Edward Snowden is back in the news with the release of Oliver Stone’s Snowden film on Friday. And so is the war over whether to praise or contemn the man who revealed the extent of the surveillance state three years ago.
The House intelligence committee made clear its opposition to any sort of Snowden hagiography in a three-page executive summary on the eve of the movie’s premier. The brief condensed the findings of a substantially longer, 36-page confidential report, the result of a two-year-long investigation. The précis opens with an assertion that the National Security Agency secret leaker “perpetrated the largest and most damaging public release of classified information in U.S. intelligence history.” And it adds that he “was, and remains, a serial fabricator and exaggerator.”

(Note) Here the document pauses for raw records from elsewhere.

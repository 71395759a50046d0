//! Multipart-chunk delivery for discrete frames over a chunked HTTP stream.
//!
//! Each frame is delivered as three sequential chunked writes:
//!
//! ```text
//! --frame\r\nContent-Type: image/jpeg\r\nContent-Length: <N>\r\n\r\n
//! <N raw bytes>
//! \r\n
//! ```
//!
//! The stream is unterminated: it ends only when the connection drops.

use async_trait::async_trait;
use tokio::io::{AsyncWrite, AsyncWriteExt};

use crate::channel::DeliveryChannel;
use crate::{Chunk, SendError};

/// Default multipart boundary marker.
const DEFAULT_BOUNDARY: &str = "frame";

/// Default content type of each delivered part.
const DEFAULT_CONTENT_TYPE: &str = "image/jpeg";

/// One chunked write on an HTTP response stream.
///
/// This is the transport seam of the multipart framing: the channel issues
/// exactly three `write_chunk` calls per delivered frame, and each call can
/// independently fail. Use [`IoChunkWriter`] for real sockets; the impl for
/// `Vec<Vec<u8>>` records writes for inspection in tests.
#[async_trait]
pub trait ChunkWriter: Send {
    /// Writes one chunk to the response stream.
    async fn write_chunk(&mut self, bytes: &[u8]) -> std::io::Result<()>;
}

/// [`ChunkWriter`] over any async byte stream.
pub struct IoChunkWriter<W> {
    inner: W,
}

impl<W> IoChunkWriter<W> {
    /// Wraps an async writer.
    pub fn new(inner: W) -> Self {
        Self { inner }
    }

    /// Returns the wrapped writer.
    pub fn into_inner(self) -> W {
        self.inner
    }
}

#[async_trait]
impl<W: AsyncWrite + Unpin + Send> ChunkWriter for IoChunkWriter<W> {
    async fn write_chunk(&mut self, bytes: &[u8]) -> std::io::Result<()> {
        self.inner.write_all(bytes).await?;
        self.inner.flush().await
    }
}

/// Records each write separately; for tests.
#[async_trait]
impl ChunkWriter for Vec<Vec<u8>> {
    async fn write_chunk(&mut self, bytes: &[u8]) -> std::io::Result<()> {
        self.push(bytes.to_vec());
        Ok(())
    }
}

/// Delivers variable-length frames with multipart boundary framing.
///
/// # Example
///
/// ```ignore
/// let mut channel = MultipartChannel::new(IoChunkWriter::new(response_stream));
/// http.set_response_content_type(&channel.response_content_type());
///
/// channel.send(&frame).await?;   // three chunked writes
/// ```
pub struct MultipartChannel<W> {
    name: String,
    boundary: String,
    content_type: String,
    writer: W,
}

impl<W: ChunkWriter> MultipartChannel<W> {
    /// Creates a multipart channel with the default `frame` boundary and
    /// `image/jpeg` content type.
    pub fn new(writer: W) -> Self {
        Self {
            name: "multipart".to_string(),
            boundary: DEFAULT_BOUNDARY.to_string(),
            content_type: DEFAULT_CONTENT_TYPE.to_string(),
            writer,
        }
    }

    /// Sets a custom boundary marker.
    pub fn with_boundary(mut self, boundary: impl Into<String>) -> Self {
        self.boundary = boundary.into();
        self
    }

    /// Sets a custom per-part content type.
    pub fn with_content_type(mut self, content_type: impl Into<String>) -> Self {
        self.content_type = content_type.into();
        self
    }

    /// The value the embedding HTTP server should set as the response
    /// content type before the first frame is delivered.
    pub fn response_content_type(&self) -> String {
        format!("multipart/x-mixed-replace;boundary={}", self.boundary)
    }

    /// Returns the underlying writer.
    pub fn into_writer(self) -> W {
        self.writer
    }

    fn part_header(&self, len: usize) -> String {
        format!(
            "--{}\r\nContent-Type: {}\r\nContent-Length: {}\r\n\r\n",
            self.boundary, self.content_type, len
        )
    }
}

#[async_trait]
impl<W: ChunkWriter> DeliveryChannel for MultipartChannel<W> {
    fn name(&self) -> &str {
        &self.name
    }

    async fn send(&mut self, chunk: &Chunk) -> Result<(), SendError> {
        // Three phases; a failure in any of them fails the whole send and
        // the frame is gone. No partial part is ever retried or resumed.
        let header = self.part_header(chunk.len());
        self.writer
            .write_chunk(header.as_bytes())
            .await
            .map_err(|e| SendError::transport(format!("part header: {e}")))?;
        self.writer
            .write_chunk(chunk.as_bytes())
            .await
            .map_err(|e| SendError::transport(format!("part body: {e}")))?;
        self.writer
            .write_chunk(b"\r\n")
            .await
            .map_err(|e| SendError::transport(format!("part delimiter: {e}")))?;
        Ok(())
    }
}

#[cfg(test)]
mod tests {
    use super::*;

    #[tokio::test]
    async fn test_three_writes_per_frame() {
        let mut channel = MultipartChannel::new(Vec::new());
        let chunk = Chunk::new(vec![0xAB; 500], 0);

        channel.send(&chunk).await.unwrap();

        let writes = channel.into_writer();
        assert_eq!(writes.len(), 3);
        assert_eq!(
            writes[0],
            b"--frame\r\nContent-Type: image/jpeg\r\nContent-Length: 500\r\n\r\n".to_vec()
        );
        assert_eq!(writes[1], vec![0xAB; 500]);
        assert_eq!(writes[2], b"\r\n".to_vec());
    }

    #[tokio::test]
    async fn test_framing_exactness() {
        // Concatenation of the three writes must be exactly:
        // header + N raw bytes + trailing CRLF
        let mut channel = MultipartChannel::new(Vec::new());
        let payload = vec![7u8; 12000];
        channel.send(&Chunk::new(payload.clone(), 0)).await.unwrap();

        let writes = channel.into_writer();
        let mut concat = Vec::new();
        for write in &writes {
            concat.extend_from_slice(write);
        }

        let mut expected =
            b"--frame\r\nContent-Type: image/jpeg\r\nContent-Length: 12000\r\n\r\n".to_vec();
        expected.extend_from_slice(&payload);
        expected.extend_from_slice(b"\r\n");
        assert_eq!(concat, expected);
    }

    #[tokio::test]
    async fn test_custom_boundary_and_content_type() {
        let channel = MultipartChannel::new(Vec::new())
            .with_boundary("still")
            .with_content_type("image/png");

        assert_eq!(
            channel.response_content_type(),
            "multipart/x-mixed-replace;boundary=still"
        );
        assert_eq!(
            channel.part_header(9),
            "--still\r\nContent-Type: image/png\r\nContent-Length: 9\r\n\r\n"
        );
    }

    #[tokio::test]
    async fn test_io_chunk_writer() {
        let mut channel = MultipartChannel::new(IoChunkWriter::new(Vec::new()));
        channel.send(&Chunk::new(vec![1, 2, 3], 0)).await.unwrap();

        // Vec<u8> as AsyncWrite concatenates; framing should still hold
        let bytes = channel.into_writer().into_inner();
        let mut expected =
            b"--frame\r\nContent-Type: image/jpeg\r\nContent-Length: 3\r\n\r\n".to_vec();
        expected.extend_from_slice(&[1, 2, 3]);
        expected.extend_from_slice(b"\r\n");
        assert_eq!(bytes, expected);
    }

    #[tokio::test]
    async fn test_failing_writer_fails_whole_send() {
        struct FailingWriter {
            fail_at: usize,
            calls: usize,
        }

        #[async_trait]
        impl ChunkWriter for FailingWriter {
            async fn write_chunk(&mut self, _bytes: &[u8]) -> std::io::Result<()> {
                self.calls += 1;
                if self.calls >= self.fail_at {
                    return Err(std::io::Error::new(
                        std::io::ErrorKind::BrokenPipe,
                        "peer gone",
                    ));
                }
                Ok(())
            }
        }

        // Fail on the body write (second phase)
        let mut channel = MultipartChannel::new(FailingWriter {
            fail_at: 2,
            calls: 0,
        });
        let err = channel.send(&Chunk::new(vec![0; 4], 0)).await.unwrap_err();
        assert!(matches!(err, SendError::TransportFailure { .. }));
        assert!(err.to_string().contains("part body"));
    }
}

For more on Snowden, watch:
Barton Gellman, a Pulitzer Prize-winning reporter who led the Washington Post’s coverage of Snowden’s stolen cache of NSA documents, fired back, calling the report “one-sided,” “incurious,” “contemptuous of fact,” “dishonest,” and “trifling.” In his tally, the exaggerations and fabrications are greater on the government’s side: “four of the six claims are egregiously false, and a fifth is hard to credit,” he said, evaluating the 22-member bipartisan committee’s findings in a blog post on the website of The Century Foundation, a policy think tank where he serves as a senior fellow.
Neither side is unbiased. The intelligence committee, charged with overseeing the nation’s spy apparatus, undoubtedly has the government’s best interests in mind. Meanwhile, Gellman has a Snowden book in the works. The American public will have to decide for itself whether Snowden is a traitor or hero.
Except for one slight complication. It’s hard to know all the facts since the committee’s unabridged report remains, as many other government activities, secret.